A search of major newspapers in the fifteen months
before the war turned up exactly one substantial
article about Libby--a breezy piece by Elisabeth
Bumiller in the The New York Times about his novel The
Apprentice.

In reporting on the government, the Los Angeles Times,
like other papers, faces another serious constraint. As
a result of budget cuts imposed by its corporate owner,
The Tribune Company, the Times recently reduced its
Washington staff from sixty-one to fifty-five (of whom
thirty-nine are reporters). Doyle McManus, the bureau
chief, says the paper is stretched very thin. Since
September 11, 2001, he has had to assign so many
reporters (eight at the moment) to covering news about
national security that many domestic issues have been
neglected. The Times has only four daily reporters to
cover everything from health care to labor to the
regulatory agencies, and it has no regular reporter in
Washington dealing with the problems of the
environment. "It's nuts for a California paper to have
its environmental job open this long," McManus says.
The Chicago Tribune, he said, has a full-time
agriculture writer whose beat includes agribusiness and
its activities in Wash-ington. Despite the huge
national political influence of agricultural interests,
the Los Angeles Times, like most other big US papers,
lacks the resources to report on them regularly.
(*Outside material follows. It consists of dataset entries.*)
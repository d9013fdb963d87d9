//! Gradient-based sharpness scoring
//!
//! Approximates Laplacian-variance focus measurement with a cheap sum of
//! absolute luma differences between neighboring pixels. Runs once per
//! scheduling tick on a downscaled proxy frame, so it stays allocation-free
//! and deterministic.
//!
//! The score scale is calibrated against the 320px analysis width used by
//! the capture loop. Changing the analysis resolution without recalibrating
//! the sharpness threshold silently shifts capture behavior.

use crate::capture::PixelBuffer;

/// Fraction of the frame skipped on each edge before scanning.
///
/// The outer 20% margins carry vignetting and peripheral noise that would
/// drag the score down on perfectly focused frames.
const EDGE_MARGIN: f32 = 0.2;

/// Fraction of the frame actually scanned along each axis
const SCAN_FRACTION: f32 = 0.6;

/// Score a sampled RGBA frame for optical sharpness.
///
/// Scans the central 60% of the buffer, converts pixels to luma with the
/// standard 0.299/0.587/0.114 weights, and accumulates the absolute luma
/// difference of every interior pixel to its right and lower neighbors.
/// The final score is `(sum / scanned pixel count) * 10`, floored.
///
/// Returns 0 for degenerate input (undersized buffer or scan region);
/// never panics.
pub fn sharpness_score(buffer: &PixelBuffer) -> u32 {
    let width = buffer.width as usize;
    let height = buffer.height as usize;

    if buffer.data.len() < buffer.expected_len() {
        return 0;
    }

    let start_x = (width as f32 * EDGE_MARGIN) as usize;
    let start_y = (height as f32 * EDGE_MARGIN) as usize;
    let scan_w = (width as f32 * SCAN_FRACTION) as usize;
    let scan_h = (height as f32 * SCAN_FRACTION) as usize;

    if scan_w < 2 || scan_h < 2 {
        return 0;
    }

    let data = &buffer.data;
    let luma = |x: usize, y: usize| -> f64 {
        let i = (y * width + x) * 4;
        data[i] as f64 * 0.299 + data[i + 1] as f64 * 0.587 + data[i + 2] as f64 * 0.114
    };

    let mut sum = 0.0f64;
    // Stop one row/column short of the region edge so both neighbor
    // lookups stay inside the scan region.
    for y in 0..scan_h - 1 {
        for x in 0..scan_w - 1 {
            let current = luma(start_x + x, start_y + y);
            let right = luma(start_x + x + 1, start_y + y);
            let below = luma(start_x + x, start_y + y + 1);
            sum += (current - right).abs() + (current - below).abs();
        }
    }

    let pixel_count = (scan_w * scan_h) as f64;
    ((sum / pixel_count) * 10.0) as u32
}
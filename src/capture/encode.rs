//! Capture encoding
//!
//! Resizes gated captures to a bounded dimension and re-encodes them as
//! lossy JPEG to keep the remote OCR payload small.

use anyhow::{anyhow, Context, Result};
use image::codecs::jpeg::JpegEncoder;
use image::imageops::FilterType;
use image::{DynamicImage, RgbaImage};

use super::PixelBuffer;

/// Maximum edge length of an encoded capture, in pixels
pub const MAX_CAPTURE_DIM: u32 = 1024;

/// JPEG quality for encoded captures (0-100)
pub const JPEG_QUALITY: u8 = 80;

/// Resize a sampled frame to fit within `max_dim` on its longest edge and
/// encode it as JPEG. Frames already within bounds are encoded as-is.
pub fn encode_capture(buffer: &PixelBuffer, max_dim: u32, quality: u8) -> Result<Vec<u8>> {
    let rgba = RgbaImage::from_raw(buffer.width, buffer.height, buffer.data.clone())
        .ok_or_else(|| anyhow!("pixel buffer does not match its dimensions"))?;

    let mut img = DynamicImage::ImageRgba8(rgba);
    if buffer.width.max(buffer.height) > max_dim {
        // resize() preserves aspect ratio within the max_dim bounding box
        img = img.resize(max_dim, max_dim, FilterType::Triangle);
    }

    let rgb = img.to_rgb8();
    let mut jpeg = Vec::new();
    rgb.write_with_encoder(JpegEncoder::new_with_quality(&mut jpeg, quality))
        .context("JPEG encoding failed")?;

    Ok(jpeg)
}

#[cfg(test)]
mod tests {
    use super::*;

    fn solid_buffer(width: u32, height: u32) -> PixelBuffer {
        PixelBuffer::new(vec![128u8; (width * height * 4) as usize], width, height)
    }

    #[test]
    fn test_encode_produces_decodable_jpeg() {
        let buffer = solid_buffer(64, 48);
        let jpeg = encode_capture(&buffer, MAX_CAPTURE_DIM, JPEG_QUALITY).unwrap();

        let decoded = image::load_from_memory(&jpeg).unwrap();
        assert_eq!(decoded.width(), 64);
        assert_eq!(decoded.height(), 48);
    }

    #[test]
    fn test_encode_bounds_longest_edge() {
        let buffer = solid_buffer(2048, 512);
        let jpeg = encode_capture(&buffer, MAX_CAPTURE_DIM, JPEG_QUALITY).unwrap();

        let decoded = image::load_from_memory(&jpeg).unwrap();
        assert_eq!(decoded.width(), 1024);
        assert_eq!(decoded.height(), 256);
    }

    #[test]
    fn test_encode_skips_resize_within_bounds() {
        let buffer = solid_buffer(800, 600);
        let jpeg = encode_capture(&buffer, MAX_CAPTURE_DIM, JPEG_QUALITY).unwrap();

        let decoded = image::load_from_memory(&jpeg).unwrap();
        assert_eq!(decoded.width(), 800);
        assert_eq!(decoded.height(), 600);
    }

    #[test]
    fn test_encode_rejects_mismatched_buffer() {
        let buffer = PixelBuffer::new(vec![0u8; 16], 64, 48);
        assert!(encode_capture(&buffer, MAX_CAPTURE_DIM, JPEG_QUALITY).is_err());
    }
}
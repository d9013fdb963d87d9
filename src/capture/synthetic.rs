//! Synthetic test-pattern video source
//!
//! Generates a drifting checkerboard so the full pipeline can be exercised
//! without a physical camera. The pattern has strong luma gradients and
//! scores well above any sane sharpness threshold; switching it to blurred
//! mode produces a flat field that scores zero.

use anyhow::Result;

use super::{PixelBuffer, VideoSource};

/// Test-pattern source with a controllable blur mode.
#[derive(Debug)]
pub struct SyntheticSource {
    width: u32,
    height: u32,
    phase: u32,
    blurred: bool,
    refocus_count: u32,
}

impl SyntheticSource {
    /// Create a source with the given native resolution
    pub fn new(width: u32, height: u32) -> Self {
        Self {
            width,
            height,
            phase: 0,
            blurred: false,
            refocus_count: 0,
        }
    }

    /// Switch between the sharp checkerboard and a flat (blurred) field
    pub fn set_blurred(&mut self, blurred: bool) {
        self.blurred = blurred;
    }

    /// Number of refocus toggles requested so far
    pub fn refocus_count(&self) -> u32 {
        self.refocus_count
    }

    fn pixel_value(&self, x: u32, y: u32) -> u8 {
        if self.blurred {
            return 96;
        }
        // 8px checkerboard drifting one pixel per sampled frame
        let shifted = x.wrapping_add(self.phase);
        if ((shifted / 8) + (y / 8)) % 2 == 0 {
            235
        } else {
            16
        }
    }
}

impl VideoSource for SyntheticSource {
    fn is_ready(&self) -> bool {
        true
    }

    fn dimensions(&self) -> Option<(u32, u32)> {
        Some((self.width, self.height))
    }

    fn sample(&mut self, width: u32, height: u32) -> Result<PixelBuffer> {
        let mut data = Vec::with_capacity((width * height * 4) as usize);
        for y in 0..height {
            for x in 0..width {
                let v = self.pixel_value(x, y);
                data.extend_from_slice(&[v, v, v, 255]);
            }
        }
        self.phase = self.phase.wrapping_add(1);
        Ok(PixelBuffer::new(data, width, height))
    }

    fn trigger_refocus(&mut self) -> Result<()> {
        self.refocus_count += 1;
        Ok(())
    }
}
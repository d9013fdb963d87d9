//! Remote OCR Client
//!
//! Wraps one multimodal `generateContent` call against the Gemini API:
//! all retained frames plus a fixed trailing instruction are combined into
//! a single request at low sampling temperature. No output schema is
//! enforced, so free-form (non-JSON) system prompts remain valid; response
//! parsing recovers structure on a best-effort basis.

pub mod parse;

use base64::engine::general_purpose::STANDARD as BASE64;
use base64::Engine as _;
use serde::{Deserialize, Serialize};
use serde_json::Value;
use thiserror::Error;
use tokio::runtime::Runtime;
use tracing::debug;

use crate::capture::frame::RetainedFrame;

/// Default Gemini API endpoint base
const API_BASE_URL: &str = "https://generativelanguage.googleapis.com/v1beta";

/// Fixed trailing instruction appended after the image parts
const TRAILING_INSTRUCTION: &str = "Process these images according to the system instructions.";

/// Low sampling temperature for deterministic, factual extraction
const EXTRACTION_TEMPERATURE: f32 = 0.1;

/// Failure modes of a batch extraction call.
///
/// Each variant becomes the terminal status of the batch's log entry;
/// none of them propagate past the dispatcher.
#[derive(Debug, Error)]
pub enum OcrError {
    /// Credential empty; detected before any network attempt
    #[error("API key is missing")]
    MissingCredential,
    /// Transport, HTTP, or decode failure, carrying the service message
    #[error("OCR request failed: {0}")]
    RemoteCallFailure(String),
    /// The service answered with no text at all
    #[error("empty response from the OCR service")]
    EmptyResponse,
}

/// Result of one batch extraction.
#[derive(Debug, Clone, PartialEq)]
pub struct OcrOutcome {
    /// Verbatim response text
    pub raw_text: String,
    /// Best extracted string (decoded `full_text`, pretty JSON, or raw)
    pub merged_text: String,
    /// Best-effort decoded payload
    pub payload: Value,
}

/// Seam between the dispatcher and the remote extraction call.
pub trait TextExtractor: Send + Sync {
    /// Perform one extraction over an ordered batch of encoded frames
    fn extract(
        &self,
        frames: &[RetainedFrame],
        model: &str,
        system_prompt: &str,
    ) -> Result<OcrOutcome, OcrError>;
}

/// Gemini-backed extraction client.
pub struct OcrClient {
    api_key: String,
    base_url: String,
}

impl OcrClient {
    /// Create a client for the given credential
    pub fn new(api_key: impl Into<String>) -> Self {
        Self {
            api_key: api_key.into(),
            base_url: API_BASE_URL.to_string(),
        }
    }

    fn request_url(&self, model: &str) -> String {
        format!("{}/models/{}:generateContent", self.base_url, model)
    }
}

impl TextExtractor for OcrClient {
    fn extract(
        &self,
        frames: &[RetainedFrame],
        model: &str,
        system_prompt: &str,
    ) -> Result<OcrOutcome, OcrError> {
        if self.api_key.is_empty() {
            return Err(OcrError::MissingCredential);
        }

        let request = build_request(frames, system_prompt);
        let url = self.request_url(model);
        debug!(model, frames = frames.len(), "dispatching OCR batch");

        let rt = Runtime::new().map_err(|e| OcrError::RemoteCallFailure(e.to_string()))?;
        let (status, body) = rt
            .block_on(async {
                let client = reqwest::Client::new();
                let response = client
                    .post(&url)
                    .header("x-goog-api-key", &self.api_key)
                    .json(&request)
                    .send()
                    .await?;
                let status = response.status();
                let body = response.text().await?;
                Ok::<_, reqwest::Error>((status, body))
            })
            .map_err(|e| OcrError::RemoteCallFailure(e.to_string()))?;

        if !status.is_success() {
            return Err(OcrError::RemoteCallFailure(service_message(&status, &body)));
        }

        let response: GenerateContentResponse =
            serde_json::from_str(&body).map_err(|e| OcrError::RemoteCallFailure(e.to_string()))?;

        let text = response.candidate_text();
        if text.trim().is_empty() {
            return Err(OcrError::EmptyResponse);
        }

        Ok(parse::parse_response(&text))
    }
}

/// Assemble the multimodal request: inline JPEG parts in buffer order,
/// then the fixed trailing instruction.
fn build_request(frames: &[RetainedFrame], system_prompt: &str) -> GenerateContentRequest {
    let mut parts: Vec<Part> = frames
        .iter()
        .map(|frame| Part::InlineData {
            inline_data: InlineData {
                mime_type: "image/jpeg".to_string(),
                data: BASE64.encode(&frame.jpeg),
            },
        })
        .collect();
    parts.push(Part::Text {
        text: TRAILING_INSTRUCTION.to_string(),
    });

    GenerateContentRequest {
        system_instruction: InstructionContent {
            parts: vec![Part::Text {
                text: system_prompt.to_string(),
            }],
        },
        contents: vec![UserContent {
            role: "user",
            parts,
        }],
        generation_config: GenerationConfig {
            temperature: EXTRACTION_TEMPERATURE,
        },
    }
}

/// Pull the service's own error message out of a failure body when present
fn service_message(status: &reqwest::StatusCode, body: &str) -> String {
    serde_json::from_str::<ApiErrorBody>(body)
        .map(|e| e.error.message)
        .unwrap_or_else(|_| format!("HTTP {status}"))
}

#[derive(Debug, Serialize)]
#[serde(rename_all = "camelCase")]
struct GenerateContentRequest {
    system_instruction: InstructionContent,
    contents: Vec<UserContent>,
    generation_config: GenerationConfig,
}

#[derive(Debug, Serialize)]
struct InstructionContent {
    parts: Vec<Part>,
}

#[derive(Debug, Serialize)]
struct UserContent {
    role: &'static str,
    parts: Vec<Part>,
}

#[derive(Debug, Serialize)]
#[serde(untagged)]
enum Part {
    InlineData {
        #[serde(rename = "inlineData")]
        inline_data: InlineData,
    },
    Text {
        text: String,
    },
}

#[derive(Debug, Serialize)]
#[serde(rename_all = "camelCase")]
struct InlineData {
    mime_type: String,
    data: String,
}

#[derive(Debug, Serialize)]
struct GenerationConfig {
    temperature: f32,
}

#[derive(Debug, Deserialize)]
struct GenerateContentResponse {
    #[serde(default)]
    candidates: Vec<Candidate>,
}

impl GenerateContentResponse {
    /// Concatenated text parts of the first candidate
    fn candidate_text(&self) -> String {
        self.candidates
            .first()
            .and_then(|c| c.content.as_ref())
            .map(|content| {
                content
                    .parts
                    .iter()
                    .filter_map(|p| p.text.as_deref())
                    .collect::<Vec<_>>()
                    .join("")
            })
            .unwrap_or_default()
    }
}

#[derive(Debug, Deserialize)]
struct Candidate {
    content: Option<ResponseContent>,
}

#[derive(Debug, Deserialize)]
struct ResponseContent {
    #[serde(default)]
    parts: Vec<ResponsePart>,
}

#[derive(Debug, Deserialize)]
struct ResponsePart {
    #[serde(default)]
    text: Option<String>,
}

#[derive(Debug, Deserialize)]
struct ApiErrorBody {
    error: ApiErrorDetail,
}

#[derive(Debug, Deserialize)]
struct ApiErrorDetail {
    message: String,
}

#[cfg(test)]
mod tests {
    use super::*;
    use serde_json::json;

    fn frame(bytes: &[u8]) -> RetainedFrame {
        RetainedFrame::new(bytes.to_vec(), 42, 0)
    }

    #[test]
    fn test_missing_credential_fails_before_network() {
        let client = OcrClient::new("");
        let result = client.extract(&[frame(b"jpeg")], "gemini-2.5-flash", "prompt");
        assert!(matches!(result, Err(OcrError::MissingCredential)));
    }

    #[test]
    fn test_missing_credential_message_is_distinct() {
        assert_eq!(OcrError::MissingCredential.to_string(), "API key is missing");
    }

    #[test]
    fn test_request_combines_images_and_trailing_instruction() {
        let request = build_request(&[frame(b"one"), frame(b"two")], "extract everything");
        let value = serde_json::to_value(&request).unwrap();

        let parts = value["contents"][0]["parts"].as_array().unwrap();
        assert_eq!(parts.len(), 3);
        assert_eq!(parts[0]["inlineData"]["mimeType"], "image/jpeg");
        assert_eq!(parts[0]["inlineData"]["data"], BASE64.encode(b"one"));
        assert_eq!(parts[1]["inlineData"]["data"], BASE64.encode(b"two"));
        assert_eq!(parts[2]["text"], TRAILING_INSTRUCTION);

        assert_eq!(value["contents"][0]["role"], "user");
        assert_eq!(
            value["systemInstruction"]["parts"][0]["text"],
            "extract everything"
        );
    }

    #[test]
    fn test_request_uses_low_temperature() {
        let request = build_request(&[frame(b"x")], "prompt");
        let value = serde_json::to_value(&request).unwrap();
        let temperature = value["generationConfig"]["temperature"].as_f64().unwrap();
        assert!((temperature - 0.1).abs() < 1e-6);
    }

    #[test]
    fn test_candidate_text_joins_parts() {
        let response: GenerateContentResponse = serde_json::from_value(json!({
            "candidates": [{
                "content": {
                    "parts": [{"text": "Hello "}, {"text": "world"}]
                }
            }]
        }))
        .unwrap();
        assert_eq!(response.candidate_text(), "Hello world");
    }

    #[test]
    fn test_candidate_text_empty_when_absent() {
        let response: GenerateContentResponse = serde_json::from_value(json!({})).unwrap();
        assert_eq!(response.candidate_text(), "");
    }

    #[test]
    fn test_service_message_prefers_error_body() {
        let body = r#"{"error":{"code":400,"message":"API key not valid","status":"INVALID_ARGUMENT"}}"#;
        let status = reqwest::StatusCode::BAD_REQUEST;
        assert_eq!(service_message(&status, body), "API key not valid");
    }

    #[test]
    fn test_service_message_falls_back_to_status() {
        let status = reqwest::StatusCode::INTERNAL_SERVER_ERROR;
        assert_eq!(
            service_message(&status, "<html>oops</html>"),
            "HTTP 500 Internal Server Error"
        );
    }
}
The same is true of most of official Washington. At no
time since before the New Deal, perhaps, has corporate
America had so much power and so much influence in
Washington. Between 1998 and 2004, the amount of money
spent on lobbying the federal government doubled to
nearly $3 billion a year, according to the Center for
Public Integrity, a watchdog group. The US Chamber of
Commerce alone spent $53 million in 2004. During the
last six years, General Motors has spent $48 million
and Ford $41 million. Before joining the Bush White
House, chief of staff Andrew Card worked as a lobbyist
for the big auto companies. To what extent have such
payments and activities contributed to the virtual
freeze on the fuel-efficiency standards that have long
been in effect in the US and which have helped to
produce the current oil crisis? More generally, how
have corporations used their extraordinary wealth to
win tax breaks, gain no-bid contracts, and bend
administrative rules to their liking? On November 10,
The Wall Street Journal ran a probing front-page piece
about how the textile industry, through intensive
lobbying, won quotas on Chinese imports--an example of
the type of analysis that far too rarely appears in our
leading publications. "Wall Street's influence in
Washington has been one of the most undercovered areas
in journalism for decades," according to Charles Lewis,
the former director of the Center for Public Integrity.

Of course, corporations are extensively covered in the
business sections of most newspapers. These began
growing in size in the 1970s and 1980s, and today The
New York Times has about sixty reporters assigned to
business. The Times, along with The Wall Street
Journal, runs many stories raising questions about
corporate behavior. For the most part, though, the
business sections are addressed to members of the
business world and are mainly concerned to provide them
with information they can use to invest their money,
manage their companies, and understand Wall Street
trends. Reflecting this narrow focus, the business
press in the 1980s largely missed the savings and loan
scandal. In the 1990s, it published enthusiastic
reports on the high-tech boom, then watched in
bafflement as it collapsed. Of the hundreds of American
business reporters, only one--Fortune's Bethany
McLean--had the independence and courage to raise
questions about the high valuation of Enron's stock.
The criminal activities in recent years of not only
Exxon but also WorldCom, Tyco, Adelphia, and other
corporate malefactors have largely been exposed not by
the business press but by public prosecutors; and the
fate of the companies involved, and of those who were
damaged by their lies, has been only fitfully followed
up.

While business sections grow larger, the labor beat
remains very solitary. In contrast to the many
reporters covering business, the Times has only one,
Steven Greenhouse, writing full-time about labor and
workplace issues. (Several other Times reporters cover
labor-related issues as part of their beats.)
Greenhouse seems to be everywhere at once, reporting on
union politics, low-wage workers, and corporate labor
practices. More than any other big-city reporter, he
has called attention to Wal-Mart's Dickensian working
conditions. Yet he could surely use some help. When,
for instance, General Motors recently announced that it
was scaling back health benefits for its workforce, the
story appeared on the Times's front page for a day,
then settled back into the business section, where it
was treated as another business story. As a result, the
paper has largely overlooked the painful social effects
that the retrenchments at GM, the auto-parts company
Delphi, and other manufacturing concerns have had on
the Midwest. More generally, the staffs of our top news
organizations, who tend to be well-paid members of the
upper middle class living mostly on the East and West
Coasts, have limited contact with blue-collar America
and so provide only sporadic coverage of its concerns.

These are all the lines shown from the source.